=== PROBLEM ===
Report back each line of the records that contains the string "payload".

=== Excerpts from a dataset ===
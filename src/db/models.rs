use chrono::{DateTime, Utc};
use serde::{Deserialize, Serialize};
use sqlx::FromRow;

/// Account kind; also the role carried in access tokens.
#[derive(Debug, Clone, Copy, PartialEq, Eq, Serialize, Deserialize, sqlx::Type)]
#[sqlx(type_name = "tipo_usuario", rename_all = "lowercase")]
#[serde(rename_all = "lowercase")]
pub enum TipoUsuario {
    Loja,
    Jogador,
}

#[derive(Debug, Clone, Copy, PartialEq, Eq, Serialize, Deserialize, sqlx::Type)]
#[sqlx(type_name = "status_torneio", rename_all = "SCREAMING_SNAKE_CASE")]
#[serde(rename_all = "SCREAMING_SNAKE_CASE")]
pub enum StatusTorneio {
    Aberto,
    EmAndamento,
    Finalizado,
}

#[derive(Debug, Clone, FromRow)]
pub struct Usuario {
    pub id: i32,
    pub email: String,
    pub senha_hash: String,
    pub tipo: TipoUsuario,
    pub is_active: bool,
    pub foto: Option<String>,
    pub data_cadastro: DateTime<Utc>,
}

/// Store joined with the public fields of its owning account.
#[derive(Debug, Clone, Serialize, FromRow)]
pub struct LojaPublico {
    pub id: i32,
    pub nome: String,
    pub endereco: Option<String>,
    pub telefone: Option<String>,
    pub site: Option<String>,
    pub banner: Option<String>,
    pub usuario_id: i32,
    pub email: String,
    pub foto: Option<String>,
}

#[derive(Debug, Clone, Serialize, FromRow)]
pub struct LojaPublicoTorneios {
    #[sqlx(flatten)]
    #[serde(flatten)]
    pub loja: LojaPublico,
    /// Finished tournaments hosted by the store.
    pub n_torneios: i64,
}

#[derive(Debug, Clone, Serialize, FromRow)]
pub struct JogadorPublico {
    pub id: i32,
    pub nome: String,
    pub telefone: Option<String>,
    pub tipo_jogador_id: Option<i32>,
    pub usuario_id: i32,
    pub email: String,
    pub foto: Option<String>,
}

#[derive(Debug, Clone, PartialEq, Serialize, Deserialize, FromRow)]
pub struct TipoJogador {
    pub id: i32,
    pub nome: String,
}

#[derive(Debug, Clone, PartialEq, Serialize, FromRow)]
pub struct Credito {
    pub jogador_id: i32,
    pub loja_id: i32,
    pub quantidade: f64,
}

/// A player's balance at one store, as seen by the player.
#[derive(Debug, Clone, Serialize, FromRow)]
pub struct CreditoComLoja {
    pub jogador_id: i32,
    pub loja_id: i32,
    pub quantidade: f64,
    pub loja_nome: String,
    pub loja_endereco: Option<String>,
}

#[derive(Debug, Clone, PartialEq, Serialize, FromRow)]
pub struct Item {
    pub id: i32,
    pub nome: String,
    pub descricao: Option<String>,
    pub colecao: Option<String>,
    pub imagem: Option<String>,
}

#[derive(Debug, Clone, PartialEq, Serialize, FromRow)]
pub struct Estoque {
    pub item_id: i32,
    pub loja_id: i32,
    pub quantidade: i32,
    pub preco: f64,
}

#[derive(Debug, Clone, Serialize, FromRow)]
pub struct Torneio {
    pub id: i32,
    pub loja_id: i32,
    pub nome: String,
    pub descricao: Option<String>,
    pub jogo: Option<String>,
    pub data_inicio: DateTime<Utc>,
    pub vagas: Option<i32>,
    pub taxa_inscricao: f64,
    pub status: StatusTorneio,
}

#[derive(Debug, Clone, Serialize, FromRow)]
pub struct Inscricao {
    pub torneio_id: i32,
    pub jogador_id: i32,
    pub jogador_nome: String,
    pub pontuacao: i32,
    pub data_inscricao: DateTime<Utc>,
}

#[derive(Debug, Clone, Serialize, FromRow)]
pub struct RankingEntry {
    pub jogador_id: i32,
    pub nome: String,
    pub pontuacao: i64,
    pub torneios: i64,
}
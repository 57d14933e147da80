//! Tournaments hosted by stores, player enrollment and scoring.

use actix_web::{delete, get, patch, post, put, web, HttpResponse};
use chrono::{DateTime, Utc};
use serde::Deserialize;
use serde_json::json;
use sqlx::PgPool;

use crate::db::models::{StatusTorneio, Torneio};
use crate::db::torneio_repo::{self, Enrollment, NovoTorneio, TorneioChanges, Update};
use crate::error::{ApiError, ApiResult};
use crate::http::auth::{JogadorAtual, LojaAtual};

#[derive(Deserialize)]
pub struct TorneioCriar {
    pub nome: String,
    pub descricao: Option<String>,
    pub jogo: Option<String>,
    pub data_inicio: DateTime<Utc>,
    pub vagas: Option<i32>,
    #[serde(default)]
    pub taxa_inscricao: f64,
}

#[derive(Deserialize)]
pub struct TorneioAtualizar {
    pub nome: Option<String>,
    pub descricao: Option<String>,
    pub jogo: Option<String>,
    pub data_inicio: Option<DateTime<Utc>>,
    pub vagas: Option<i32>,
    pub taxa_inscricao: Option<f64>,
}

#[derive(Deserialize)]
pub struct ListParams {
    pub loja_id: Option<i32>,
    pub status: Option<StatusTorneio>,
}

#[derive(Deserialize)]
pub struct StatusReq {
    pub status: StatusTorneio,
}

#[derive(Deserialize)]
pub struct PontuacaoReq {
    pub pontuacao: i32,
}

fn validate(vagas: Option<i32>, taxa: Option<f64>) -> ApiResult<()> {
    if vagas.is_some_and(|v| v <= 0) {
        return Err(ApiError::bad_request("Número de vagas deve ser positivo"));
    }
    if taxa.is_some_and(|t| !t.is_finite() || t < 0.0) {
        return Err(ApiError::bad_request("Taxa de inscrição inválida"));
    }
    Ok(())
}

/// Loads the tournament and checks that the caller hosts it.
async fn owned(db: &PgPool, loja: &LojaAtual, id: i32) -> ApiResult<Torneio> {
    let torneio = torneio_repo::get(db, id)
        .await?
        .ok_or_else(|| ApiError::not_found("Torneio não encontrado"))?;
    if torneio.loja_id != loja.id() {
        return Err(ApiError::Forbidden);
    }
    Ok(torneio)
}

/// POST /api/torneios
#[post("/torneios")]
pub async fn create(
    loja: LojaAtual,
    body: web::Json<TorneioCriar>,
    db: web::Data<PgPool>,
) -> ApiResult<HttpResponse> {
    if body.nome.trim().is_empty() {
        return Err(ApiError::bad_request("Nome do torneio é obrigatório"));
    }
    validate(body.vagas, Some(body.taxa_inscricao))?;

    let torneio = torneio_repo::insert(
        &db,
        loja.id(),
        &NovoTorneio {
            nome: body.nome.trim(),
            descricao: body.descricao.as_deref(),
            jogo: body.jogo.as_deref(),
            data_inicio: body.data_inicio,
            vagas: body.vagas,
            taxa_inscricao: body.taxa_inscricao,
        },
    )
    .await?;
    log::info!("loja {} created torneio {}", loja.id(), torneio.id);
    Ok(HttpResponse::Ok().json(torneio))
}

/// GET /api/torneios?loja_id=&status=
#[get("/torneios")]
pub async fn list(params: web::Query<ListParams>, db: web::Data<PgPool>) -> ApiResult<HttpResponse> {
    let rows = torneio_repo::list(&db, params.loja_id, params.status).await?;
    Ok(HttpResponse::Ok().json(rows))
}

/// GET /api/torneios/{id}
#[get("/torneios/{id}")]
pub async fn get(path: web::Path<i32>, db: web::Data<PgPool>) -> ApiResult<HttpResponse> {
    let torneio = torneio_repo::get(&db, path.into_inner())
        .await?
        .ok_or_else(|| ApiError::not_found("Torneio não encontrado"))?;
    Ok(HttpResponse::Ok().json(torneio))
}

/// PUT /api/torneios/{id}
#[put("/torneios/{id}")]
pub async fn update(
    loja: LojaAtual,
    path: web::Path<i32>,
    body: web::Json<TorneioAtualizar>,
    db: web::Data<PgPool>,
) -> ApiResult<HttpResponse> {
    let torneio = owned(&db, &loja, path.into_inner()).await?;
    validate(body.vagas, body.taxa_inscricao)?;

    let changes = TorneioChanges {
        nome: body.nome.as_deref().map(str::trim).filter(|n| !n.is_empty()),
        descricao: body.descricao.as_deref(),
        jogo: body.jogo.as_deref(),
        data_inicio: body.data_inicio,
        vagas: body.vagas,
        taxa_inscricao: body.taxa_inscricao,
    };
    match torneio_repo::update(&db, torneio.id, &changes).await? {
        Update::Updated(torneio) => Ok(HttpResponse::Ok().json(torneio)),
        Update::NotFound => Err(ApiError::not_found("Torneio não encontrado")),
        Update::BelowEnrolled(inscritos) => Err(ApiError::bad_request(format!(
            "Torneio já tem {inscritos} jogadores inscritos"
        ))),
    }
}

/// PATCH /api/torneios/{id}/status
#[patch("/torneios/{id}/status")]
pub async fn set_status(
    loja: LojaAtual,
    path: web::Path<i32>,
    body: web::Json<StatusReq>,
    db: web::Data<PgPool>,
) -> ApiResult<HttpResponse> {
    let torneio = owned(&db, &loja, path.into_inner()).await?;
    let torneio = torneio_repo::set_status(&db, torneio.id, body.status)
        .await?
        .ok_or_else(|| ApiError::not_found("Torneio não encontrado"))?;
    log::info!("torneio {} is now {:?}", torneio.id, torneio.status);
    Ok(HttpResponse::Ok().json(torneio))
}

/// DELETE /api/torneios/{id}
#[delete("/torneios/{id}")]
pub async fn remove(
    loja: LojaAtual,
    path: web::Path<i32>,
    db: web::Data<PgPool>,
) -> ApiResult<HttpResponse> {
    let torneio = owned(&db, &loja, path.into_inner()).await?;
    torneio_repo::delete(&db, torneio.id).await?;
    Ok(HttpResponse::Ok().json(json!({ "ok": true })))
}

/// POST /api/torneios/{id}/inscricao
#[post("/torneios/{id}/inscricao")]
pub async fn enroll(
    jogador: JogadorAtual,
    path: web::Path<i32>,
    db: web::Data<PgPool>,
) -> ApiResult<HttpResponse> {
    let torneio_id = path.into_inner();
    match torneio_repo::enroll(&db, torneio_id, jogador.id()).await? {
        Enrollment::Enrolled => Ok(HttpResponse::Ok().json(json!({
            "torneio_id": torneio_id,
            "jogador_id": jogador.id(),
        }))),
        Enrollment::NotFound => Err(ApiError::not_found("Torneio não encontrado")),
        Enrollment::Closed => Err(ApiError::bad_request("Inscrições encerradas")),
        Enrollment::AlreadyEnrolled => Err(ApiError::bad_request("Jogador já inscrito")),
        Enrollment::Full => Err(ApiError::bad_request("Torneio sem vagas")),
    }
}

/// GET /api/torneios/{id}/jogadores
#[get("/torneios/{id}/jogadores")]
pub async fn participants(path: web::Path<i32>, db: web::Data<PgPool>) -> ApiResult<HttpResponse> {
    let torneio_id = path.into_inner();
    if torneio_repo::get(&db, torneio_id).await?.is_none() {
        return Err(ApiError::not_found("Torneio não encontrado"));
    }
    let rows = torneio_repo::participants(&db, torneio_id).await?;
    Ok(HttpResponse::Ok().json(rows))
}

/// PUT /api/torneios/{id}/jogadores/{jogador_id}
#[put("/torneios/{id}/jogadores/{jogador_id}")]
pub async fn set_score(
    loja: LojaAtual,
    path: web::Path<(i32, i32)>,
    body: web::Json<PontuacaoReq>,
    db: web::Data<PgPool>,
) -> ApiResult<HttpResponse> {
    let (torneio_id, jogador_id) = path.into_inner();
    owned(&db, &loja, torneio_id).await?;
    if !torneio_repo::set_score(&db, torneio_id, jogador_id, body.pontuacao).await? {
        return Err(ApiError::not_found("Jogador não inscrito neste torneio"));
    }
    Ok(HttpResponse::Ok().json(json!({
        "torneio_id": torneio_id,
        "jogador_id": jogador_id,
        "pontuacao": body.pontuacao,
    })))
}

pub fn init_routes(cfg: &mut web::ServiceConfig) {
    cfg.service(create)
        .service(list)
        .service(get)
        .service(update)
        .service(set_status)
        .service(remove)
        .service(enroll)
        .service(participants)
        .service(set_score);
}
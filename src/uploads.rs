//! Local-disk storage for profile photos and store banners.

use std::path::{Path, PathBuf};

use actix_multipart::Multipart;
use anyhow::{Context, Result};
use futures_util::StreamExt;

use crate::error::{ApiError, ApiResult};

/// Kind of image being stored; decides the file-name suffix.
#[derive(Debug, Clone, Copy, PartialEq, Eq)]
pub enum Slot {
    Foto,
    Banner,
}

/// A file part received from a multipart form.
pub struct UploadedFile {
    pub filename: String,
    pub bytes: Vec<u8>,
}

/// `user_{id}.{ext}` or `user_{id}_banner.{ext}`.
pub fn stored_name(usuario_id: i32, slot: Slot, original: &str) -> String {
    let ext = extension(original);
    match slot {
        Slot::Foto => format!("user_{usuario_id}.{ext}"),
        Slot::Banner => format!("user_{usuario_id}_banner.{ext}"),
    }
}

/// Lower-cased alphanumeric extension of `name`; `bin` when there is none.
fn extension(name: &str) -> String {
    name.rsplit_once('.')
        .map(|(_, ext)| ext)
        .filter(|ext| !ext.is_empty() && ext.chars().all(|c| c.is_ascii_alphanumeric()))
        .map(str::to_ascii_lowercase)
        .unwrap_or_else(|| "bin".into())
}

/// Largest accepted image upload.
pub const MAX_UPLOAD_BYTES: usize = 5 * 1024 * 1024;

fn append_limited(bytes: &mut Vec<u8>, chunk: &[u8], limit: usize) -> ApiResult<()> {
    if bytes.len() + chunk.len() > limit {
        return Err(ApiError::bad_request(format!(
            "Arquivo excede o limite de {} MB",
            limit / (1024 * 1024)
        )));
    }
    bytes.extend_from_slice(chunk);
    Ok(())
}

/// Pulls the `file` part out of a multipart body. `None` if the form had no file.
pub async fn read_file_field(mut payload: Multipart) -> ApiResult<Option<UploadedFile>> {
    while let Some(item) = payload.next().await {
        let mut field = item.map_err(|e| ApiError::bad_request(format!("multipart inválido: {e}")))?;

        let filename = field
            .content_disposition()
            .filter(|cd| cd.get_name() == Some("file"))
            .and_then(|cd| cd.get_filename().map(String::from));

        let Some(filename) = filename else {
            // Drain unrelated parts.
            while let Some(chunk) = field.next().await {
                chunk.map_err(|e| ApiError::bad_request(format!("multipart inválido: {e}")))?;
            }
            continue;
        };

        let mut bytes = Vec::new();
        while let Some(chunk) = field.next().await {
            let data = chunk.map_err(|e| ApiError::bad_request(format!("multipart inválido: {e}")))?;
            append_limited(&mut bytes, &data, MAX_UPLOAD_BYTES)?;
        }
        return Ok(Some(UploadedFile { filename, bytes }));
    }
    Ok(None)
}

/// Writes `file` into `dir` under its stored name, overwriting any previous upload.
pub async fn store(dir: &Path, usuario_id: i32, slot: Slot, file: &UploadedFile) -> Result<String> {
    tokio::fs::create_dir_all(dir)
        .await
        .with_context(|| format!("creating upload dir {}", dir.display()))?;

    let name = stored_name(usuario_id, slot, &file.filename);
    let path: PathBuf = dir.join(&name);
    tokio::fs::write(&path, &file.bytes)
        .await
        .with_context(|| format!("writing {}", path.display()))?;

    log::info!("stored upload {} ({} bytes)", path.display(), file.bytes.len());
    Ok(name)
}

#[cfg(test)]
mod tests {
    use super::*;

    #[test]
    fn uploads_over_the_limit_are_bad_requests() {
        let mut bytes = Vec::new();
        append_limited(&mut bytes, &vec![0u8; 600 * 1024], MAX_UPLOAD_BYTES).unwrap();
        assert!(append_limited(&mut bytes, &vec![0u8; 400 * 1024], 1024 * 1024).is_ok());
        assert_eq!(bytes.len(), 1000 * 1024);
        assert!(matches!(
            append_limited(&mut bytes, &vec![0u8; 100 * 1024], 1024 * 1024),
            Err(ApiError::BadRequest(_))
        ));
        assert_eq!(bytes.len(), 1000 * 1024);
    }

    #[test]
    fn names_are_keyed_by_user() {
        assert_eq!(stored_name(4, Slot::Foto, "me.PNG"), "user_4.png");
        assert_eq!(stored_name(4, Slot::Banner, "shop.banner.jpg"), "user_4_banner.jpg");
    }

    #[test]
    fn unsafe_or_missing_extensions_fall_back() {
        assert_eq!(stored_name(1, Slot::Foto, "noext"), "user_1.bin");
        assert_eq!(stored_name(1, Slot::Foto, "evil./../x"), "user_1.bin");
    }

    #[tokio::test]
    async fn store_overwrites_previous_upload() {
        let dir = std::env::temp_dir().join(format!("topdecked-uploads-{}", std::process::id()));
        let first = UploadedFile {
            filename: "a.png".into(),
            bytes: b"one".to_vec(),
        };
        let second = UploadedFile {
            filename: "b.png".into(),
            bytes: b"two".to_vec(),
        };

        let n1 = store(&dir, 9, Slot::Foto, &first).await.unwrap();
        let n2 = store(&dir, 9, Slot::Foto, &second).await.unwrap();
        assert_eq!(n1, n2);
        assert_eq!(std::fs::read(dir.join(&n2)).unwrap(), b"two");

        std::fs::remove_dir_all(&dir).ok();
    }
}
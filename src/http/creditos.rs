//! Credit ledger endpoints. Every mutation is scoped to the calling store.

use actix_web::{delete, get, patch, post, put, web, HttpResponse};
use serde::Deserialize;
use sqlx::PgPool;

use crate::db::{credito_repo, jogador_repo};
use crate::error::{is_unique_violation, ApiError, ApiResult};
use crate::http::auth::{JogadorAtual, LojaAtual};

#[derive(Deserialize)]
pub struct CreditoCreate {
    pub jogador_id: i32,
    pub quantidade: f64,
}

#[derive(Deserialize)]
pub struct CreditoUpdate {
    pub quantidade: f64,
}

#[derive(Deserialize)]
pub struct CreditoAdd {
    pub novos_creditos: f64,
}

fn finite(value: f64) -> ApiResult<f64> {
    if value.is_finite() {
        Ok(value)
    } else {
        Err(ApiError::bad_request("Quantidade inválida"))
    }
}

async fn require_jogador(db: &PgPool, jogador_id: i32) -> ApiResult<()> {
    if !jogador_repo::exists(db, jogador_id).await? {
        return Err(ApiError::not_found("Jogador não encontrado"));
    }
    Ok(())
}

/// POST /api/creditos
#[post("/creditos")]
pub async fn create(
    loja: LojaAtual,
    body: web::Json<CreditoCreate>,
    db: web::Data<PgPool>,
) -> ApiResult<HttpResponse> {
    let quantidade = finite(body.quantidade)?;
    require_jogador(&db, body.jogador_id).await?;

    let credito = credito_repo::create(&db, body.jogador_id, loja.id(), quantidade)
        .await
        .map_err(|e| {
            if is_unique_violation(&e) {
                ApiError::bad_request("Crédito já existe para este jogador")
            } else {
                ApiError::from(e)
            }
        })?;
    Ok(HttpResponse::Ok().json(credito))
}

/// GET /api/creditos
#[get("/creditos")]
pub async fn list_by_loja(loja: LojaAtual, db: web::Data<PgPool>) -> ApiResult<HttpResponse> {
    let creditos = credito_repo::list_by_loja(&db, loja.id()).await?;
    Ok(HttpResponse::Ok().json(creditos))
}

/// GET /api/creditos/jogador
#[get("/creditos/jogador")]
pub async fn list_by_jogador(
    jogador: JogadorAtual,
    db: web::Data<PgPool>,
) -> ApiResult<HttpResponse> {
    let creditos = credito_repo::list_by_jogador(&db, jogador.id()).await?;
    Ok(HttpResponse::Ok().json(creditos))
}

/// GET /api/creditos/{jogador_id}
#[get("/creditos/{jogador_id}")]
pub async fn get(
    loja: LojaAtual,
    path: web::Path<i32>,
    db: web::Data<PgPool>,
) -> ApiResult<HttpResponse> {
    let credito = credito_repo::get(&db, path.into_inner(), loja.id())
        .await?
        .ok_or_else(|| ApiError::not_found("Crédito não encontrado"))?;
    Ok(HttpResponse::Ok().json(credito))
}

/// PATCH /api/creditos/{jogador_id}/adicionar-credito
#[patch("/creditos/{jogador_id}/adicionar-credito")]
pub async fn add(
    loja: LojaAtual,
    path: web::Path<i32>,
    body: web::Json<CreditoAdd>,
    db: web::Data<PgPool>,
) -> ApiResult<HttpResponse> {
    let jogador_id = path.into_inner();
    let delta = finite(body.novos_creditos)?;
    require_jogador(&db, jogador_id).await?;

    let credito = credito_repo::increment(&db, jogador_id, loja.id(), delta).await?;
    log::debug!(
        "loja {} credited {delta} to jogador {jogador_id} (now {})",
        loja.id(),
        credito.quantidade
    );
    Ok(HttpResponse::Ok().json(credito))
}

/// PUT /api/creditos/{jogador_id}
#[put("/creditos/{jogador_id}")]
pub async fn update(
    loja: LojaAtual,
    path: web::Path<i32>,
    body: web::Json<CreditoUpdate>,
    db: web::Data<PgPool>,
) -> ApiResult<HttpResponse> {
    let quantidade = finite(body.quantidade)?;
    let credito = credito_repo::set(&db, path.into_inner(), loja.id(), quantidade)
        .await?
        .ok_or_else(|| ApiError::not_found("Crédito não encontrado"))?;
    Ok(HttpResponse::Ok().json(credito))
}

/// DELETE /api/creditos/{jogador_id}
#[delete("/creditos/{jogador_id}")]
pub async fn remove(
    loja: LojaAtual,
    path: web::Path<i32>,
    db: web::Data<PgPool>,
) -> ApiResult<HttpResponse> {
    if !credito_repo::delete(&db, path.into_inner(), loja.id()).await? {
        return Err(ApiError::not_found("Crédito não encontrado"));
    }
    Ok(HttpResponse::NoContent().finish())
}

pub fn init_routes(cfg: &mut web::ServiceConfig) {
    cfg.service(create)
        .service(list_by_loja)
        .service(list_by_jogador)
        .service(get)
        .service(add)
        .service(update)
        .service(remove);
}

=== RESULT FOR THIS EXERCISE ===
pub async fn read_file_field(mut payload: Multipart) -> ApiResult<Option<UploadedFile>> {
    while let Some(item) = payload.next().await {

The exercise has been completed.